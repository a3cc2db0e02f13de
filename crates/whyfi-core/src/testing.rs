// ── Scripted command runner for unit tests ──

use std::sync::{Arc, Mutex};

use futures_util::future::BoxFuture;
use tokio::sync::Semaphore;

use crate::process::{CommandRunner, CommandSpec, ProcessOutput};

type Script = Box<dyn Fn(&CommandSpec) -> ProcessOutput + Send + Sync>;

/// Answers every command from a closure and records what was asked.
///
/// A gated runner parks each call until the test releases a permit, which
/// makes "while one is in flight" scenarios deterministic.
pub(crate) struct ScriptedRunner {
    script: Script,
    calls: Mutex<Vec<CommandSpec>>,
    gate: Option<Arc<Semaphore>>,
}

impl ScriptedRunner {
    pub(crate) fn new<F>(script: F) -> Self
    where
        F: Fn(&CommandSpec) -> ProcessOutput + Send + Sync + 'static,
    {
        Self {
            script: Box::new(script),
            calls: Mutex::new(Vec::new()),
            gate: None,
        }
    }

    pub(crate) fn gated<F>(script: F, gate: Arc<Semaphore>) -> Self
    where
        F: Fn(&CommandSpec) -> ProcessOutput + Send + Sync + 'static,
    {
        Self {
            gate: Some(gate),
            ..Self::new(script)
        }
    }

    pub(crate) fn calls(&self) -> Vec<CommandSpec> {
        self.calls.lock().unwrap().clone()
    }

    pub(crate) fn count(&self, program: &str) -> usize {
        self.calls
            .lock()
            .unwrap()
            .iter()
            .filter(|spec| spec.program == program)
            .count()
    }
}

impl CommandRunner for ScriptedRunner {
    fn run<'a>(&'a self, spec: &'a CommandSpec) -> BoxFuture<'a, ProcessOutput> {
        Box::pin(async move {
            self.calls.lock().unwrap().push(spec.clone());
            if let Some(gate) = &self.gate {
                gate.acquire().await.unwrap().forget();
            }
            (self.script)(spec)
        })
    }
}
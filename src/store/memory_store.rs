//! Process-local gateway keeping objects in memory.
//!
//! Meant for local development (`--backend memory`) and tests. It counts
//! every call so tests can assert which gateway paths a request touched.

use super::{ByteStream, ObjectStore, StoreError, StoreResult, TransferObserver, report_progress};
use crate::models::{
    object::{ObjectKey, ObjectStat, PutAck},
    range::ByteRange,
};
use async_trait::async_trait;
use bytes::Bytes;
use chrono::{DateTime, Utc};
use std::{
    collections::HashMap,
    sync::atomic::{AtomicUsize, Ordering},
};
use tokio::sync::RwLock;

/// Size of the chunks a ranged read is split into.
const DEFAULT_READ_CHUNK: usize = 64 * 1024;

struct StoredBlob {
    payload: Bytes,
    content_type: String,
    etag: String,
    last_modified: DateTime<Utc>,
}

pub struct MemoryStore {
    objects: RwLock<HashMap<String, StoredBlob>>,
    read_chunk: usize,
    puts: AtomicUsize,
    stats: AtomicUsize,
    range_reads: AtomicUsize,
}

impl Default for MemoryStore {
    fn default() -> Self {
        Self::with_read_chunk(DEFAULT_READ_CHUNK)
    }
}

impl MemoryStore {
    /// Store whose ranged reads yield chunks of at most `read_chunk` bytes.
    pub fn with_read_chunk(read_chunk: usize) -> Self {
        Self {
            objects: RwLock::new(HashMap::new()),
            read_chunk: read_chunk.max(1),
            puts: AtomicUsize::new(0),
            stats: AtomicUsize::new(0),
            range_reads: AtomicUsize::new(0),
        }
    }

    #[cfg(test)]
    pub fn put_count(&self) -> usize {
        self.puts.load(Ordering::SeqCst)
    }

    #[cfg(test)]
    pub fn stat_count(&self) -> usize {
        self.stats.load(Ordering::SeqCst)
    }

    #[cfg(test)]
    pub fn range_read_count(&self) -> usize {
        self.range_reads.load(Ordering::SeqCst)
    }

    /// Number of objects currently stored.
    #[cfg(test)]
    pub async fn len(&self) -> usize {
        self.objects.read().await.len()
    }
}

#[async_trait]
impl ObjectStore for MemoryStore {
    fn name(&self) -> &'static str {
        "memory"
    }

    async fn put(
        &self,
        key: &ObjectKey,
        payload: Bytes,
        content_type: &str,
        progress: Option<&dyn TransferObserver>,
    ) -> StoreResult<PutAck> {
        self.puts.fetch_add(1, Ordering::SeqCst);
        let size_bytes = payload.len() as u64;
        let etag = format!("{:x}", md5::compute(&payload));

        let blob = StoredBlob {
            payload,
            content_type: content_type.to_string(),
            etag: etag.clone(),
            last_modified: Utc::now(),
        };
        self.objects
            .write()
            .await
            .insert(key.as_str().to_string(), blob);
        report_progress(progress, size_bytes, size_bytes);

        Ok(PutAck {
            key: key.to_string(),
            bucket: None,
            etag: Some(etag),
            version_id: None,
            location: None,
            size_bytes,
        })
    }

    async fn stat(&self, key: &ObjectKey) -> StoreResult<ObjectStat> {
        self.stats.fetch_add(1, Ordering::SeqCst);
        let objects = self.objects.read().await;
        let blob = objects
            .get(key.as_str())
            .ok_or_else(|| StoreError::NotFound(key.to_string()))?;

        Ok(ObjectStat {
            size_bytes: blob.payload.len() as u64,
            content_type: Some(blob.content_type.clone()),
            etag: Some(blob.etag.clone()),
            last_modified: Some(blob.last_modified),
        })
    }

    async fn get_range(&self, key: &ObjectKey, range: ByteRange) -> StoreResult<ByteStream> {
        self.range_reads.fetch_add(1, Ordering::SeqCst);
        let window = {
            let objects = self.objects.read().await;
            let blob = objects
                .get(key.as_str())
                .ok_or_else(|| StoreError::NotFound(key.to_string()))?;
            let len = blob.payload.len() as u64;
            if range.start > range.end || range.end >= len {
                return Err(StoreError::backend(
                    "InvalidRange",
                    format!("range {}-{} outside object of {} bytes", range.start, range.end, len),
                ));
            }
            blob.payload
                .slice(range.start as usize..=range.end as usize)
        };

        let chunks: Vec<std::io::Result<Bytes>> = (0..window.len())
            .step_by(self.read_chunk)
            .map(|offset| {
                let end = (offset + self.read_chunk).min(window.len());
                Ok(window.slice(offset..end))
            })
            .collect();
        Ok(Box::pin(futures::stream::iter(chunks)))
    }

    async fn ready(&self) -> StoreResult<()> {
        Ok(())
    }
}
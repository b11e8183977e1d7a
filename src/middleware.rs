//! Cross-origin policy and the coarse referrer gate.
//!
//! The referrer gate is a placeholder access check, not a security
//! boundary: any client can send whatever `Referer` it likes.

use crate::state::AccessPolicy;
use axum::{
    extract::{Request, State},
    http::{HeaderName, Method, StatusCode, header},
    middleware::Next,
    response::{IntoResponse, Response},
};
use tower_http::cors::{Any, CorsLayer};
use tracing::warn;

/// Reject requests whose `Referer` does not start with the allowed prefix.
pub async fn require_referrer(
    State(policy): State<AccessPolicy>,
    request: Request,
    next: Next,
) -> Response {
    let referrer = request
        .headers()
        .get(header::REFERER)
        .and_then(|v| v.to_str().ok());

    if policy.admits(referrer) {
        next.run(request).await
    } else {
        warn!(
            "rejecting {} {} from referrer {:?}",
            request.method(),
            request.uri().path(),
            referrer
        );
        (StatusCode::FORBIDDEN, "Forbidden").into_response()
    }
}

/// Wildcard-origin CORS exposing the range and referrer-policy headers
/// players need to read.
pub fn cors_layer() -> CorsLayer {
    CorsLayer::new()
        .allow_origin(Any)
        .allow_methods([
            Method::GET,
            Method::POST,
            Method::PUT,
            Method::DELETE,
            Method::OPTIONS,
        ])
        .allow_headers([
            header::CONTENT_TYPE,
            header::AUTHORIZATION,
            header::RANGE,
            header::ORIGIN,
            HeaderName::from_static("x-requested-with"),
            header::ACCEPT,
            header::PRAGMA,
            header::CACHE_CONTROL,
            header::REFERRER_POLICY,
        ])
        .expose_headers([
            header::CONTENT_RANGE,
            header::ACCEPT_RANGES,
            header::CONTENT_LENGTH,
            header::CONTENT_TYPE,
            header::REFERRER_POLICY,
        ])
}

◆ ◆ ◆ ◆

> [TASK TO CARRY OUT]
In the records above, find every line containing the word "payload" and show it.

> [TASK SOLUTION]
    payload: Bytes,
        payload: Bytes,
        let size_bytes = payload.len() as u64;
        let etag = format!("{:x}", md5::compute(&payload));
            payload,
            size_bytes: blob.payload.len() as u64,
            let len = blob.payload.len() as u64;
            blob.payload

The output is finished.